O delineamento das regiões
devocionais expressa muito bem as territorialidades presentes, no espaço
urbano, ou melhor, o espaço de fixos e fluxos demonstra o sistema urbano, desde
a materialidade presente nas edificações religiosas, nos shoppings consolidados
(artigos religiosos), na metropolização de serviços, reproduzido nos discursos
da mídia, fortalecendo a rede religiosa, incorporada pela devoção da
religiosidade popular, exigindo assim uma reestruturação dos serviços urbanos.
No período contemporâneo,
assiste-se a essa tomada de construção de santuários, de espaços com monumentos
religiosos para propagar e cultuar uma devoção. O homem, diante de suas
experiências religiosas, sente a necessidade de estar próximo de um “santo” de
um protetor e por que não ser o “padim”, já que o mesmo está inserido no
Nordeste do Brasil, diferente dos santos europeus. No caso desse devoto
específico, nota-se também essa questão da proximidade. Daí a cidade passar a
projetar essa imagem da religiosidade popular.

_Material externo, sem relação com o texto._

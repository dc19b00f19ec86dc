//! Application state shared across request handlers and workers

use girok_core::auth::{TokenConfig, TokenService};
use girok_core::bus::{EventBus, RedisEventBus};
use girok_core::cache::{Cache, RedisCache};
use girok_db::connection::PoolConfig;
use girok_db::repositories::{
    AccountRepository, ConsentRepository, CredentialRepository, DsrRepository, LawRepository,
    LegalDocumentRepository, LoginAttemptRepository, MfaSecretRepository, OutboxRepository,
    SanctionRepository, SessionRepository,
};
use sea_orm::DatabaseConnection;
use std::sync::atomic::{AtomicBool, Ordering};
use std::sync::Arc;
use tokio::sync::watch;

use crate::config::ApiConfig;
use crate::services::{
    AllowlistServiceRegistry, AuthService, ConsentService, DsrService, LegalService,
    SanctionService, ServiceRegistry, SessionService,
};

/// Shared application state
#[derive(Clone)]
pub struct AppState {
    pub db: Arc<DatabaseConnection>,
    pub config: Arc<ApiConfig>,
    cache: Cache,
    bus: Arc<dyn EventBus>,
    tokens: TokenService,
    registry: Arc<dyn ServiceRegistry>,
    outbox: OutboxRepository,
    auth: AuthService,
    sessions: SessionService,
    sanctions: SanctionService,
    legal: LegalService,
    consents: ConsentService,
    dsr: DsrService,
    /// Readiness flips to false on SIGTERM so load balancers drain us
    ready: Arc<AtomicBool>,
    shutdown_tx: watch::Sender<bool>,
}

impl AppState {
    /// Connect the shared resources and wire the services
    pub async fn new(config: ApiConfig) -> Result<Self, AppStateError> {
        let pool_config = PoolConfig {
            url: config.database.url.clone(),
            max_connections: config.database.max_connections,
            min_connections: config.database.min_connections,
            ..PoolConfig::new(config.database.url.clone())
        };
        let db = Arc::new(girok_db::establish_connection(&pool_config).await?);

        let redis_url = config.redis.url();
        let cache = Cache::new(Arc::new(
            RedisCache::new(&redis_url)
                .await
                .map_err(AppStateError::Cache)?,
        ));
        let bus: Arc<dyn EventBus> = Arc::new(
            RedisEventBus::new(&redis_url)
                .await
                .map_err(AppStateError::Cache)?,
        );

        let tokens = TokenService::new(TokenConfig::new(config.auth.jwt_secret.clone()));
        let registry: Arc<dyn ServiceRegistry> = Arc::new(AllowlistServiceRegistry::new(
            config.auth.service_allowlist.clone(),
        ));

        let outbox = OutboxRepository::new(db.clone());
        let sessions = SessionService::new(SessionRepository::new(db.clone()), cache.clone());
        let auth = AuthService::new(
            db.clone(),
            AccountRepository::new(db.clone()),
            CredentialRepository::new(db.clone()),
            MfaSecretRepository::new(db.clone()),
            LoginAttemptRepository::new(db.clone()),
            outbox.clone(),
            sessions.clone(),
            cache.clone(),
            config.auth.max_login_failures,
            config.auth.login_window_minutes,
        )
        .map_err(|e| AppStateError::Configuration(e.to_string()))?;

        let sanctions = SanctionService::new(
            db.clone(),
            SanctionRepository::new(db.clone()),
            outbox.clone(),
            cache.clone(),
        );
        let legal = LegalService::new(
            db.clone(),
            LegalDocumentRepository::new(db.clone()),
            LawRepository::new(db.clone()),
            cache.clone(),
        );
        let consents = ConsentService::new(
            db.clone(),
            ConsentRepository::new(db.clone()),
            outbox.clone(),
            legal.clone(),
            cache.clone(),
        );
        let dsr = DsrService::new(
            db.clone(),
            DsrRepository::new(db.clone()),
            outbox.clone(),
            cache.clone(),
        );

        let (shutdown_tx, _) = watch::channel(false);

        Ok(Self {
            db,
            config: Arc::new(config),
            cache,
            bus,
            tokens,
            registry,
            outbox,
            auth,
            sessions,
            sanctions,
            legal,
            consents,
            dsr,
            ready: Arc::new(AtomicBool::new(true)),
            shutdown_tx,
        })
    }

    pub fn cache(&self) -> &Cache {
        &self.cache
    }

    pub fn bus(&self) -> &Arc<dyn EventBus> {
        &self.bus
    }

    pub fn tokens(&self) -> &TokenService {
        &self.tokens
    }

    pub fn registry(&self) -> &Arc<dyn ServiceRegistry> {
        &self.registry
    }

    pub fn outbox(&self) -> &OutboxRepository {
        &self.outbox
    }

    pub fn auth(&self) -> &AuthService {
        &self.auth
    }

    pub fn sessions(&self) -> &SessionService {
        &self.sessions
    }

    pub fn sanctions(&self) -> &SanctionService {
        &self.sanctions
    }

    pub fn legal(&self) -> &LegalService {
        &self.legal
    }

    pub fn consents(&self) -> &ConsentService {
        &self.consents
    }

    pub fn dsr(&self) -> &DsrService {
        &self.dsr
    }

    /// Whether the process should accept new traffic
    pub fn is_ready(&self) -> bool {
        self.ready.load(Ordering::SeqCst)
    }

    /// Flip readiness; `/health/ready` answers 503 once false
    pub fn set_ready(&self, ready: bool) {
        self.ready.store(ready, Ordering::SeqCst);
    }

    /// Receiver for workers to observe shutdown
    pub fn shutdown_signal(&self) -> watch::Receiver<bool> {
        self.shutdown_tx.subscribe()
    }

    /// Tell every worker to finish its batch and stop
    pub fn begin_shutdown(&self) {
        let _ = self.shutdown_tx.send(true);
    }

    pub fn version(&self) -> &'static str {
        env!("CARGO_PKG_VERSION")
    }
}

#[derive(Debug, thiserror::Error)]
pub enum AppStateError {
    #[error("Failed to establish database connection: {0}")]
    Database(#[from] girok_db::DbError),
    #[error("Failed to connect cache or bus: {0}")]
    Cache(girok_core::CoreError),
    #[error("Configuration error: {0}")]
    Configuration(String),
}

#[cfg(test)]
mod tests {
    use super::*;

    #[test]
    fn test_app_state_error_display() {
        let error = AppStateError::Configuration("bad secret".to_string());
        assert!(error.to_string().contains("bad secret"));
    }
}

Diante dos cenários devocionais
pela força da devoção ao Padre Cícero estão surgindo com planejamento e
orientação pastoral, com apoio político, empresarial e de alguns representantes
da Igreja Católica Apostólica Romana. No entanto, Juazeiro do Norte precisa se
articular para solidificar sua devoção em rede, pois os lugares de “imitação/representação”
estão mais planejados do que o lugar - Juazeiro do Norte.

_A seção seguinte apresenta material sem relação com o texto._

//! Consent handlers

use actix_web::{web, HttpRequest, HttpResponse};
use chrono::{DateTime, Utc};
use serde::Deserialize;
use serde_json::json;
use uuid::Uuid;

use crate::middleware::auth::require_session;
use crate::middleware::error_handler::ApiResult;
use crate::state::AppState;

// Request DTOs

#[derive(Debug, Deserialize)]
#[serde(rename_all = "camelCase")]
pub struct GrantConsentRequest {
    pub document_id: Uuid,
    pub expires_at: Option<DateTime<Utc>>,
}

#[derive(Debug, Deserialize)]
#[serde(rename_all = "camelCase")]
pub struct StatusQuery {
    pub document_id: Uuid,
}

// Handler functions

/// POST /api/v1/consents
pub async fn grant(
    data: web::Data<AppState>,
    request: web::Json<GrantConsentRequest>,
    http_request: HttpRequest,
) -> ApiResult<HttpResponse> {
    let session = require_session(&http_request, &data).await?;

    let consent = data
        .consents()
        .grant(session.account_id, request.document_id, request.expires_at)
        .await?;

    Ok(HttpResponse::Created().json(json!({
        "success": true,
        "consent": consent,
    })))
}

/// DELETE /api/v1/consents/{id}
pub async fn withdraw(
    data: web::Data<AppState>,
    path: web::Path<Uuid>,
    http_request: HttpRequest,
) -> ApiResult<HttpResponse> {
    let session = require_session(&http_request, &data).await?;

    let consent = data
        .consents()
        .withdraw(path.into_inner(), session.account_id)
        .await?;

    Ok(HttpResponse::Ok().json(json!({
        "success": true,
        "consent": consent,
    })))
}

/// GET /api/v1/consents
pub async fn list(
    data: web::Data<AppState>,
    http_request: HttpRequest,
) -> ApiResult<HttpResponse> {
    let session = require_session(&http_request, &data).await?;
    let consents = data.consents().list_for_account(session.account_id).await?;
    Ok(HttpResponse::Ok().json(json!({ "data": consents })))
}

/// GET /api/v1/consents/status?documentId=...
pub async fn status(
    data: web::Data<AppState>,
    query: web::Query<StatusQuery>,
    http_request: HttpRequest,
) -> ApiResult<HttpResponse> {
    let session = require_session(&http_request, &data).await?;
    let consent = data
        .consents()
        .status(session.account_id, query.document_id)
        .await?;

    Ok(HttpResponse::Ok().json(json!({
        "documentId": query.document_id,
        "granted": consent.is_some(),
        "consent": consent,
    })))
}

#[cfg(test)]
mod tests {
    use super::*;

    #[test]
    fn test_grant_request_parses() {
        let parsed: GrantConsentRequest = serde_json::from_value(json!({
            "documentId": Uuid::new_v4(),
            "expiresAt": "2027-01-01T00:00:00Z",
        }))
        .unwrap();
        assert!(parsed.expires_at.is_some());

        let no_expiry: GrantConsentRequest = serde_json::from_value(json!({
            "documentId": Uuid::new_v4(),
        }))
        .unwrap();
        assert!(no_expiry.expires_at.is_none());
    }
}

Nesse sentido, a fé, a devoção ao
Padre Cícero é crescente, dinâmica e manifestada nos milhares de devotos que
ele conquistou e continua conquistando diante de seu trabalho de evangelização
com o povo sofrido do nordeste Brasileiro. “Viva o Padim” desse povo que cultua
seus atos devocionais amparados na religiosidade popular que os faz seguir em
romaria constante!
Cecília Esmeraldo é Licenciada em
Geografia pela Universidade Regional do Cariri-URCA e natural da cidade de
Crato/Ceará. Atualmente é Doutoranda do Curso de Doutorado em Geografia da
Universidade Federal do Ceará/UFC, onde já qualificou sua Tese sob a Orientação
do Profº. Dr. Christian Dennys Monteiro de Oliveira.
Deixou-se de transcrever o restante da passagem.